SECaaS is cost-effective; it allows customers to subscribe to a service that is continually improving — through the latest tools and intelligence — rather than buying an asset that requires time-consuming maintenance and eventual replacement. With SECaaS, third-party experts are active on day one and in-house security teams’ workloads are diminished and rationalised. By outsourcing humdrum tasks such as monitoring, vulnerability management, threat detection, remediation, detection and response to external teams equipped with the industry’s most advanced tools, in-house specialists can devote their time to chasing down the most advanced threats. The white noise of multivendor telemetry and the flood of alerts that end up amounting to nothing are now things of the past — eliminated by the SECaaS provider.

Scalability, visibility and confidence

SECaaS is also scalable, allowing instantaneous protection of new applications, databases and workloads.
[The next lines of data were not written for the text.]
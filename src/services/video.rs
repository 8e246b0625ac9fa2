//! Play URL to video URL resolution.
//!
//! [`VideoMatcher`] classifies a single URL. [`VideoResolver`] drives it over
//! a play page and the nested pages it points at.

use std::collections::{BTreeMap, HashSet};
use std::sync::LazyLock;

use regex::Regex;
use scraper::{Html, Selector};
use serde::{Deserialize, Serialize};
use url::Url;

use crate::error::{AppError, Result};
use crate::models::{DEFAULT_MATCH_VIDEO_URL, MatchVideoConfig};
use crate::utils::absolute_url;
use crate::utils::http::{DocumentFetcher, Page};

/// Attributes that may carry a player or video link.
const LINK_ATTRIBUTES: &[&str] = &["src", "href", "data-src", "data-url", "data-play"];

static LINK_ELEMENTS: LazyLock<Option<Selector>> =
    LazyLock::new(|| Selector::parse("[src], [href], [data-src], [data-url], [data-play]").ok());

static TEXT_URLS: LazyLock<Option<Regex>> =
    LazyLock::new(|| Regex::new(r#"https?://[^\s"'<>()\\]+"#).ok());

/// A playable video URL plus the headers to request it with.
#[derive(Debug, Clone, PartialEq, Eq, Serialize, Deserialize)]
pub struct WebVideo {
    pub url: String,
    pub headers: BTreeMap<String, String>,
}

/// Outcome of matching one URL.
#[derive(Debug, Clone, PartialEq, Eq)]
pub enum WebVideoMatch {
    /// An intermediate page: load it and match its links.
    LoadPage,
    Matched(WebVideo),
    /// Not a video source; try the next candidate.
    Continue,
}

/// The two-regex protocol: nested check first, then direct match.
#[derive(Debug, Clone)]
pub struct VideoMatcher {
    enable_nested_url: bool,
    nested: Option<Regex>,
    video: Option<Regex>,
    /// Reject wrapper URLs from the anchored branch of the built-in pattern
    reject_wrapped: bool,
    headers: BTreeMap<String, String>,
}

impl VideoMatcher {
    /// Build a matcher, disabling any pattern that fails to compile.
    pub fn new(config: &MatchVideoConfig) -> Self {
        Self {
            enable_nested_url: config.enable_nested_url,
            nested: lenient(&config.match_nested_url),
            video: lenient(&config.match_video_url),
            reject_wrapped: config.match_video_url == DEFAULT_MATCH_VIDEO_URL,
            headers: video_headers(config),
        }
    }

    /// Build a matcher, failing on the first pattern that does not compile.
    pub fn try_new(config: &MatchVideoConfig) -> Result<Self> {
        Ok(Self {
            enable_nested_url: config.enable_nested_url,
            nested: strict(&config.match_nested_url)?,
            video: strict(&config.match_video_url)?,
            reject_wrapped: config.match_video_url == DEFAULT_MATCH_VIDEO_URL,
            headers: video_headers(config),
        })
    }

    pub fn headers(&self) -> &BTreeMap<String, String> {
        &self.headers
    }

    pub fn match_url(&self, url: &str) -> WebVideoMatch {
        if self.enable_nested_url && self.nested.as_ref().is_some_and(|re| re.is_match(url)) {
            return WebVideoMatch::LoadPage;
        }
        let Some(video) = &self.video else {
            return WebVideoMatch::Continue;
        };
        let mut caps = video.captures(url);
        if self.reject_wrapped
            && caps.as_ref().is_some_and(|c| c.get(0).is_some_and(|m| m.start() == 0))
            && wraps_another_url(url)
        {
            // `^` cannot match past the start, so only the host markers remain
            caps = video.captures_at(url, 1);
        }
        match caps {
            Some(caps) => {
                let video_url = caps.name("v").map_or(url, |m| m.as_str());
                WebVideoMatch::Matched(self.web_video(video_url))
            }
            None => WebVideoMatch::Continue,
        }
    }

    /// Cut a video URL out of raw page text through the `v` group of the
    /// video pattern. Patterns without a `v` group never match here.
    pub fn find_in_text(&self, text: &str) -> Option<WebVideo> {
        let video = self.video.as_ref()?;
        video
            .capture_names()
            .any(|name| name == Some("v"))
            .then(|| {
                video
                    .captures_iter(text)
                    .filter_map(|caps| caps.name("v"))
                    .map(|m| m.as_str().replace("\\/", "/"))
                    .find(|url| url.starts_with("http://") || url.starts_with("https://"))
            })
            .flatten()
            .map(|url| self.web_video(&url))
    }

    fn web_video(&self, url: &str) -> WebVideo {
        WebVideo {
            url: url.to_string(),
            headers: self.headers.clone(),
        }
    }
}

fn lenient(pattern: &str) -> Option<Regex> {
    if pattern.trim().is_empty() {
        return None;
    }
    match Regex::new(pattern) {
        Ok(re) => Some(re),
        Err(e) => {
            log::warn!("{}", AppError::pattern(pattern, e));
            None
        }
    }
}

fn strict(pattern: &str) -> Result<Option<Regex>> {
    if pattern.trim().is_empty() {
        return Ok(None);
    }
    Regex::new(pattern)
        .map(Some)
        .map_err(|e| AppError::pattern(pattern, e))
}

/// Headers a browser video element would send.
/// Whether another `http(s)://` follows the URL's own scheme.
fn wraps_another_url(url: &str) -> bool {
    let rest = url
        .strip_prefix("https://")
        .or_else(|| url.strip_prefix("http://"))
        .unwrap_or(url);
    rest.contains("http://") || rest.contains("https://")
}

fn video_headers(config: &MatchVideoConfig) -> BTreeMap<String, String> {
    let template = &config.add_headers_to_video;
    let mut headers = BTreeMap::new();
    headers.insert("User-Agent".to_string(), template.user_agent.clone());
    if !template.referer.is_empty() {
        headers.insert("Referer".to_string(), template.referer.clone());
    }
    if !config.cookies.trim().is_empty() {
        headers.insert("Cookie".to_string(), config.cookies.trim().to_string());
    }
    for (name, value) in [
        ("Sec-Ch-Ua-Mobile", "?0"),
        ("Sec-Ch-Ua-Platform", "macOS"),
        ("Sec-Fetch-Dest", "video"),
        ("Sec-Fetch-Mode", "no-cors"),
        ("Sec-Fetch-Site", "cross-site"),
    ] {
        headers.insert(name.to_string(), value.to_string());
    }
    headers
}

/// Absolute candidate links on a page, in document order, without repeats.
pub fn candidate_links(body: &str, page_url: &str) -> Vec<String> {
    let Ok(base) = Url::parse(page_url) else {
        return Vec::new();
    };
    let mut seen = HashSet::new();
    let mut links = Vec::new();
    let mut push = |link: String| {
        if seen.insert(link.clone()) {
            links.push(link);
        }
    };

    if let Some(selector) = LINK_ELEMENTS.as_ref() {
        let document = Html::parse_document(body);
        for element in document.select(selector) {
            for attr in LINK_ATTRIBUTES {
                if let Some(link) = element.value().attr(attr).and_then(|v| absolute_url(&base, v)) {
                    push(link);
                }
            }
        }
    }
    if let Some(pattern) = TEXT_URLS.as_ref() {
        let unescaped = body.replace("\\/", "/");
        for m in pattern.find_iter(&unescaped) {
            push(m.as_str().to_string());
        }
    }
    links
}

/// Follows a play URL through nested pages until a video matches.
#[derive(Debug, Clone)]
pub struct VideoResolver {
    matcher: VideoMatcher,
    max_nested_hops: usize,
}

impl VideoResolver {
    pub fn new(config: &MatchVideoConfig) -> Self {
        Self {
            matcher: VideoMatcher::new(config),
            max_nested_hops: config.max_nested_hops,
        }
    }

    pub fn matcher(&self) -> &VideoMatcher {
        &self.matcher
    }

    /// Resolve `play_url` to a video.
    ///
    /// The play page itself is always loaded; up to `max_nested_hops` further
    /// levels of `LoadPage` links are followed. No URL is loaded twice.
    /// Failures loading nested pages are logged and skipped.
    pub async fn resolve(&self, fetcher: &dyn DocumentFetcher, play_url: &str) -> Result<Option<WebVideo>> {
        if let WebVideoMatch::Matched(video) = self.matcher.match_url(play_url) {
            return Ok(Some(video));
        }

        let mut visited = HashSet::from([play_url.to_string()]);
        let mut frontier = vec![play_url.to_string()];
        let mut hops = 0;

        loop {
            let mut next = Vec::new();
            for url in &frontier {
                let page = if url == play_url {
                    fetcher.fetch(url).await?
                } else {
                    match fetcher.fetch(url).await {
                        Ok(page) => page,
                        Err(e) => {
                            log::warn!("Nested page {} failed: {}", url, e);
                            continue;
                        }
                    }
                };
                let Page::Found { url: page_url, body } = page else {
                    log::debug!("Nested page {} not found", url);
                    continue;
                };

                for link in candidate_links(&body, &page_url) {
                    match self.matcher.match_url(&link) {
                        WebVideoMatch::Matched(video) => return Ok(Some(video)),
                        WebVideoMatch::LoadPage => {
                            if visited.insert(link.clone()) {
                                next.push(link);
                            }
                        }
                        WebVideoMatch::Continue => {}
                    }
                }
                if let Some(video) = self.matcher.find_in_text(&body) {
                    return Ok(Some(video));
                }
            }

            if next.is_empty() || hops >= self.max_nested_hops {
                return Ok(None);
            }
            hops += 1;
            log::debug!("Following {} nested page(s), hop {}", next.len(), hops);
            frontier = next;
        }
    }
}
It provides peerless visibility through rich dashboards, delivering confidence to CISOs that their security partner is operating effectively. And the partner will also raise non-trivial alerts in real time for in-house teams to action.

In addition, SECaaS providers offer continuous assessment of threat postures, suggesting alternative best practices, tools and policies as new intelligence arises. From endpoint protection, detection and response to security information and event management (SIEM), SECaaS providers integrate themselves, benignly, into a customer’s operations, advising on the best course of action regarding every aspect of security, from prevention to Business Continuity.

Due to the partner being such a core component of business resilience, the importance of due diligence in their selection cannot be overstated. They must demonstrate their willingness to work within the confines of an SLA and acknowledge that they will be available around the clock, throughout the year, in terms of consultancy and platform uptime.

Best practices for selecting an SECaaS provider

The provider’s Disaster Recovery plans — from cyber incidents to natural phenomena — should be subject to thorough scrutiny, as should its vendor partners. Organisations considering SECaaS should also ensure that the provider and their vendor partners are able to package their offerings in a way that delivers the flexibility and future-proofing that the customer seeks. Such offerings should also compare favourably with others in the market when it comes to cost of ownership.

And everyone needs to be on the same page when it comes to best practices. Encryption should be applied to data at rest and in transit, and keys should be customer-specific and renewed regularly. Data retention policies should be well-defined, as should those on identity and access management, passwords, Multi-Factor Authentication, backup, alerting systems and threat response.

SECaaS migration has been gaining momentum in the region because businesses and IT stakeholders are starting to recognise its benefits. In the wake of COVID, as enterprises contemplate resilience in the context of continuing compliance, the model will make more and more sense. In the face of overwhelming threat escalation, growing IT complexity and persistent skills gaps, SECaaS is, quite simply, a smart way forward for most organisations.